We love when we get recipe inspiration from the rest of our team!
Our newest member, Nana, has put together this potato and chicken salad, full of veggies and flavour!
Nana has been helping us out in different areas of the company, all while attending school and working. Well when we heard she loves to cook, we couldn't resist asking for her input in recipes too!
Highlighted here are two of our blends coming together in salad bowl you can feel good about!
- 4 large chicken breasts
- 6 medium sized russet potatoes
- 3 handfuls spring leaves mix
- 2 cups cherry tomatoes
- ¼ cup lemon juice
- ¼ cup Big Cove Foods ‘Hot Jerk’ spice blend
- 3 tablespoons Big Cove Foods ‘Mary Had a Lot of Lamb’ spice blend
- 4 tablespoons salt
- 2 tablespoons olive oil
- Preheat the oven to 425 degrees Fahrenheit
- In a bowl, mix the Hot Jerk spice, lemon juice and 2 tablespoons of salt together. Marinade the chicken with the mixture for at least 15 minutes. Transfer to a baking sheet lined with parchment paper afterwards.

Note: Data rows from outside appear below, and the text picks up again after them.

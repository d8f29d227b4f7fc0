//! Chance-sampled CFR.
//!
//! Each iteration draws a weighted sample of villain combos instead of
//! sweeping every bucket. Villain info sets are the ten hero-equity deciles,
//! and each sampled combo contributes its own equity.

use rand::rngs::StdRng;
use rand::SeedableRng;

use crate::cfr::buckets::{decile, equity_deciles};
use crate::cfr::game::{CfrGame, Sample};
use crate::cfr::regrets::RegretRule;
use crate::cfr::{bucket_samples, summarize, Convergence, SolveFailure, SolveSummary, SolverContext};

pub const ID: &str = "monteCarloCfr";
pub const LABEL: &str = "Monte-Carlo CFR";
pub const PRIORITY: i32 = 30;
pub const MIN_ITERATIONS: u32 = 5_000;
pub const MAX_ITERATIONS: u32 = 200_000;

/// Combos drawn per iteration: 30% of the range, kept within 50..=200.
pub fn sample_size(combos: usize) -> usize {
    ((combos as f64 * 0.3) as usize).clamp(50, 200)
}

pub fn solve(ctx: &SolverContext<'_>) -> Result<SolveSummary, SolveFailure> {
    let bet = ctx.validate()?;
    let (buckets, lookup) = equity_deciles(ctx.range);
    if buckets.is_empty() {
        return Err(SolveFailure::NoBuckets);
    }
    let game = CfrGame::single(ctx.pot, bet, buckets.len());
    let iterations = ctx.iterations.clamp(MIN_ITERATIONS, MAX_ITERATIONS);
    let per_iteration = sample_size(ctx.range.len());
    let probability = 1.0 / per_iteration as f64;
    let combos = ctx.range.combos();

    let mut rng = StdRng::seed_from_u64(ctx.seed);
    let mut table = game.table(RegretRule::Signed);
    let mut scratch = game.scratch();
    let mut drawn = Vec::with_capacity(per_iteration);

    for _ in 0..iterations {
        ctx.check_cancelled()?;
        drawn.clear();
        for _ in 0..per_iteration {
            let idx = ctx.range.sample_index(&mut rng).ok_or(SolveFailure::ZeroRangeWeight)?;
            let equity = combos[idx].hero_equity;
            let infoset = lookup[decile(equity)].ok_or_else(|| {
                SolveFailure::Numerical(format!("combo {} fell outside every decile", idx))
            })?;
            drawn.push(Sample {
                infoset,
                equity,
                probability,
            });
        }
        game.iterate(&mut table, &drawn, 1.0, &mut scratch);
    }

    // Profile quality is judged against the full decile distribution
    let samples = bucket_samples(&buckets);
    let profile = game.average_profile(&table);
    let convergence = Convergence::measure(&game, &table, &profile, &samples, iterations, Vec::new(), false);
    Ok(summarize(ctx, &game, &buckets, &profile, convergence))
}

- Cube the potatoes; they should be no thicker than half an inch thick on all sides. Drizzle the olive oil and add the remainder of the salt to the potatoes on a baking tray lined with parchment paper .
- Halve the cherry tomatoes and add them to the lettuce in a large bowl; set aside.
- Place the trays with chicken and potatoes in the oven for 45 minutes. Flip the contents of each tray at the 25 minute mark.
- Combine the potatoes with the Mary Had a Lot of Lamb in a bowl right after baking
- Slice the chicken into strips, and then cut the strips into half.
- After allowing the potatoes and chicken to cool for at least 10 minutes add them to the bowl with greens and tomatoes. Toss, serve and enjoy!